Tras más de 100 días, el alumnado del centro formativo Sagrada Familia por fin vuelve a las aulas. El apoyo entre compañeros y el acompañamiento cercano y personalizado que les ha ofrecido el profesorado durante todo este tiempo ha sido fundamental para que los alumnos mantuvieran vivas las ganas de seguir formándose y mejorando sus posibilidades laborales.

Ha sido un periodo difícil para todos en el que se han tenido que realizar grandes esfuerzos para adaptarse con rapidez a las nuevas rutinas de aprendizaje que se impusieron de la noche a la mañana. Para buena parte del alumnado continuar con las clases de manera telemática era especialmente complicado debido tanto a la falta de recursos económicos como a la de medios tecnológicos. Con el fin de minimizar estas dificultades y ofrecer una respuesta eficaz a los participantes de los cursos formativos, desde Cáritas Diocesana de Málaga se ofrecieron ordenadores portátiles, se facilitaron conexiones a internet e, incluso, según cuenta la directora del centro formativo, Mª Auxiliadora Moreno, en alguna ocasión han tenido que llevar al domicilio de algún alumno las actividades, folios y bolígrafos. «La llamada brecha digital se ha dejado notar especialmente en estas circunstancias y, si para conseguir que nadie se quedase atrás, teníamos que hacerles llegar el material a su casa, se hacía. Nosotros tenemos muy interiorizado que lo más importante son nuestros alumnos y hemos vivido este tiempo con un gran compromiso», explica María.

Seis alumnos han conseguido el título de graduado en ESA

Iniciar la formación a través de plataformas y correos electrónicos supuso un gran reto para todo el equipo docente, principalmente porque los alumnos no estaban familiarizados con el manejo de dispositivos electrónicos. El primer objetivo fue sostener la motivación para el aprendizaje. Estaba claro que el avance y la forma de comunicar conocimientos no iba a ser la misma, pero era fundamental que el alumnado se sintiese acompañado en todo momento.

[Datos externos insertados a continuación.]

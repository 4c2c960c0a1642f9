//! Role-aware dashboard handlers.
//!
//! `/dashboard` resolves the caller's role once and returns a view model
//! tagged with it, so the client renders the right home screen without a
//! second round trip. The admin stat and chart endpoints back the
//! widgets on the admin variant.

use axum::{Json, extract::State};
use serde::Serialize;

use aegis_core::Role;

use crate::api::{Application, ChartPoint, DashboardStats, Transaction};
use crate::error::Result;
use crate::middleware::{RequireAdmin, RequireUser};
use crate::models::CurrentUser;
use crate::state::AppState;

/// How many recent payments the customer dashboard shows.
const RECENT_PAYMENTS: usize = 5;

// =============================================================================
// View Types
// =============================================================================

/// One sidebar navigation entry.
#[derive(Debug, Clone, Serialize)]
#[serde(rename_all = "camelCase")]
pub struct NavLink {
    pub label: &'static str,
    pub href: &'static str,
}

/// The dashboard variant for the caller's role.
#[derive(Debug, Serialize)]
#[serde(tag = "role", rename_all = "camelCase")]
pub enum DashboardView {
    #[serde(rename_all = "camelCase")]
    Customer {
        nav: Vec<NavLink>,
        active_application: Option<Application>,
        recent_payments: Vec<Transaction>,
    },
    #[serde(rename_all = "camelCase")]
    Agent {
        nav: Vec<NavLink>,
        assigned_applications: Vec<Application>,
    },
    #[serde(rename_all = "camelCase")]
    Admin {
        nav: Vec<NavLink>,
        stats: DashboardStats,
        chart: Vec<ChartPoint>,
    },
}

// =============================================================================
// Handlers
// =============================================================================

/// Build the dashboard for the signed-in user's role.
///
/// GET /dashboard
pub async fn dashboard(
    RequireUser(user): RequireUser,
    State(state): State<AppState>,
) -> Result<Json<DashboardView>> {
    let role = state.roles().resolve(&user.email, &user.access_token).await?;

    let view = match role {
        Role::Customer => customer_view(&state, &user).await?,
        Role::Agent => agent_view(&state, &user).await?,
        Role::Admin => admin_view(&state, &user).await?,
    };

    Ok(Json(view))
}

/// Fetch the admin overview counters.
///
/// GET /api/admin/stats
pub async fn admin_stats(
    RequireAdmin(admin): RequireAdmin,
    State(state): State<AppState>,
) -> Result<Json<DashboardStats>> {
    let stats = state
        .backend()
        .get_dashboard_stats(&admin.access_token)
        .await?;

    Ok(Json(stats))
}

/// Fetch the admin earnings chart series.
///
/// GET /api/admin/chart-data
pub async fn admin_chart(
    RequireAdmin(admin): RequireAdmin,
    State(state): State<AppState>,
) -> Result<Json<Vec<ChartPoint>>> {
    let chart = state.backend().get_chart_data(&admin.access_token).await?;

    Ok(Json(chart))
}

// =============================================================================
// View Builders
// =============================================================================

async fn customer_view(state: &AppState, user: &CurrentUser) -> Result<DashboardView> {
    let active_application = state
        .backend()
        .get_active_application(&user.access_token, &user.email)
        .await?;

    let mut recent_payments = state
        .backend()
        .get_payment_history(&user.access_token, Some(&user.email))
        .await?;
    recent_payments.truncate(RECENT_PAYMENTS);

    Ok(DashboardView::Customer {
        nav: customer_nav(),
        active_application,
        recent_payments,
    })
}

async fn agent_view(state: &AppState, user: &CurrentUser) -> Result<DashboardView> {
    let assigned_applications = state
        .backend()
        .get_agent_applications(&user.access_token, &user.email)
        .await?;

    Ok(DashboardView::Agent {
        nav: agent_nav(),
        assigned_applications,
    })
}

async fn admin_view(state: &AppState, user: &CurrentUser) -> Result<DashboardView> {
    let stats = state
        .backend()
        .get_dashboard_stats(&user.access_token)
        .await?;
    let chart = state.backend().get_chart_data(&user.access_token).await?;

    Ok(DashboardView::Admin {
        nav: admin_nav(),
        stats,
        chart,
    })
}

fn customer_nav() -> Vec<NavLink> {
    vec![
        NavLink { label: "My Applications", href: "/api/applications/mine" },
        NavLink { label: "My Claims", href: "/api/claims/mine" },
        NavLink { label: "Payment History", href: "/api/payments/mine" },
        NavLink { label: "Profile", href: "/api/profile" },
    ]
}

fn agent_nav() -> Vec<NavLink> {
    vec![
        NavLink { label: "Assigned Applications", href: "/api/agent/applications" },
        NavLink { label: "Claim Requests", href: "/api/agent/claims" },
        NavLink { label: "My Articles", href: "/api/agent/blogs" },
        NavLink { label: "Profile", href: "/api/profile" },
    ]
}

fn admin_nav() -> Vec<NavLink> {
    vec![
        NavLink { label: "Applications", href: "/api/admin/applications" },
        NavLink { label: "Users", href: "/api/admin/users" },
        NavLink { label: "Policies", href: "/api/admin/policies" },
        NavLink { label: "Transactions", href: "/api/admin/transactions" },
        NavLink { label: "Articles", href: "/api/admin/blogs" },
    ]
}

#[cfg(test)]
#[allow(clippy::unwrap_used)]
mod tests {
    use super::*;

    #[test]
    fn test_view_is_tagged_with_role() {
        let view = DashboardView::Agent {
            nav: agent_nav(),
            assigned_applications: Vec::new(),
        };
        let json = serde_json::to_value(&view).unwrap();
        assert_eq!(json["role"], "agent");
        assert!(json["assignedApplications"].as_array().unwrap().is_empty());
    }

    #[test]
    fn test_nav_links_are_camel_cased() {
        let json = serde_json::to_value(customer_nav()).unwrap();
        assert_eq!(json[0]["label"], "My Applications");
        assert_eq!(json[0]["href"], "/api/applications/mine");
    }
}
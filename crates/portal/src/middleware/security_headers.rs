//! Security headers middleware.
//!
//! Adds restrictive headers to every response. The portal serves JSON, not
//! markup, so the policy denies everything a document context could do:
//! responses must never be framed, sniffed into scripts, or cached.

use axum::{
    extract::Request,
    http::{
        HeaderName, HeaderValue,
        header::{
            CONTENT_SECURITY_POLICY, REFERRER_POLICY, STRICT_TRANSPORT_SECURITY,
            X_CONTENT_TYPE_OPTIONS, X_FRAME_OPTIONS,
        },
    },
    middleware::Next,
    response::Response,
};

/// Add security headers to all responses.
///
/// Headers applied:
/// - `X-Frame-Options: DENY` - Prevent framing
/// - `X-Content-Type-Options: nosniff` - Prevent MIME sniffing
/// - `Referrer-Policy: no-referrer` - Zero referrer leakage
/// - `Content-Security-Policy: default-src 'none'; frame-ancestors 'none'`
/// - `Cache-Control: no-store, max-age=0` - Session-scoped data stays out
///   of shared caches
/// - `Strict-Transport-Security` - One-year HSTS; the portal only ever
///   runs behind TLS in production
/// - `Cross-Origin-Opener-Policy` / `Cross-Origin-Resource-Policy`:
///   `same-origin` isolation
pub async fn security_headers_middleware(request: Request, next: Next) -> Response {
    let mut response = next.run(request).await;
    let headers = response.headers_mut();

    headers.insert(X_FRAME_OPTIONS, HeaderValue::from_static("DENY"));

    headers.insert(X_CONTENT_TYPE_OPTIONS, HeaderValue::from_static("nosniff"));

    headers.insert(REFERRER_POLICY, HeaderValue::from_static("no-referrer"));

    // A JSON API has no document context to allow anything for
    headers.insert(
        CONTENT_SECURITY_POLICY,
        HeaderValue::from_static("default-src 'none'; frame-ancestors 'none'"),
    );

    headers.insert(
        HeaderName::from_static("cache-control"),
        HeaderValue::from_static("no-store, max-age=0"),
    );

    headers.insert(
        STRICT_TRANSPORT_SECURITY,
        HeaderValue::from_static("max-age=31536000; includeSubDomains"),
    );

    headers.insert(
        HeaderName::from_static("cross-origin-opener-policy"),
        HeaderValue::from_static("same-origin"),
    );

    headers.insert(
        HeaderName::from_static("cross-origin-resource-policy"),
        HeaderValue::from_static("same-origin"),
    );

    response
}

Para la directora de Sagrada Familia las primeras semanas sirvieron para familiarizarse con el canal digital: el uso de correos electrónicos, videoconferencias, etc. «Una vez superada esa fase, comenzamos a transmitir de la manera más cercana posible los contenidos que ya se habían impartido en clase».

La respuesta de los alumnos ha sido irregular al tratarse de grupos y de personas con realidades muy distintas unidas, eso sí, con un rasgo común: su vulnerabilidad social y laboral. A pesar de las vicisitudes puede hacerse una lectura esperanzadora y positiva, pues se han obtenido logros muy significativos, fruto del compromiso de profesores y alumnos en estos tres meses.

«Además de haber mantenido vivo el compromiso y la rutina de aprendizaje, también seis alumnos han logrado obtener el título de graduado en secundaria gracias a su esfuerzo y a la gran implicación que ha mostrado el equipo docente», afirma Jesús Pastor, responsable del Área de Empleo de Cáritas Diocesana de Málaga. Otros cinco alumnos han aprobado algunos parciales y volverán a presentarse en septiembre.

Adaptaciones del centro

Todos los participantes de cada una de las modalidades formativas han podido incorporarse el mismo día gracias a las adaptaciones y reformas que se han realizado en el centro para incrementar la seguridad. Así mismo, se han adoptado una serie de medidas organizativas, tales como garantizar que los alumnos de los distintos cursos no coincidan ni a la entrada ni a salida del centro. También los descansos se mantendrán en distintos horarios y se ha creado una cartelería con las normas a cumplir en las distintas dependencias. Según explica Pastor «ha sido necesario ampliar una de las aulas para crear dos salas medianas en las que se pudiera cumplir con la distancia de seguridad establecida por la normativa vigente».

Para volver a retomar el ritmo de las clases presenciales se han tenido que reprogramar los contenidos, pues en este momento no todos se encuentran al mismo nivel. Durante este tiempo no se han impartido nuevos contenidos, pero sí que se han ido afianzando los conocimientos ya adquiridos, posibilitando que ahora pueda dedicarse un mayor número de horas a las prácticas. El profesorado seguirá ofreciendo un seguimiento personalizado y se irá adaptando, como siempre, a las necesidades grupales e individuales, procurando que pronto puedan seguir avanzando con el temario.

María, al igual que el resto de sus compañeros, se enfrenta a esta nueva etapa cargada de ilusión «Nuestra meta final es la incorporación laboral del alumnado, así que ahora nos toca trabajar muy duro para que las empresas puedan volver a ofrecer oportunidades a estas personas».

Este proyecto se financia con la colaboración del Fondo Social Europeo.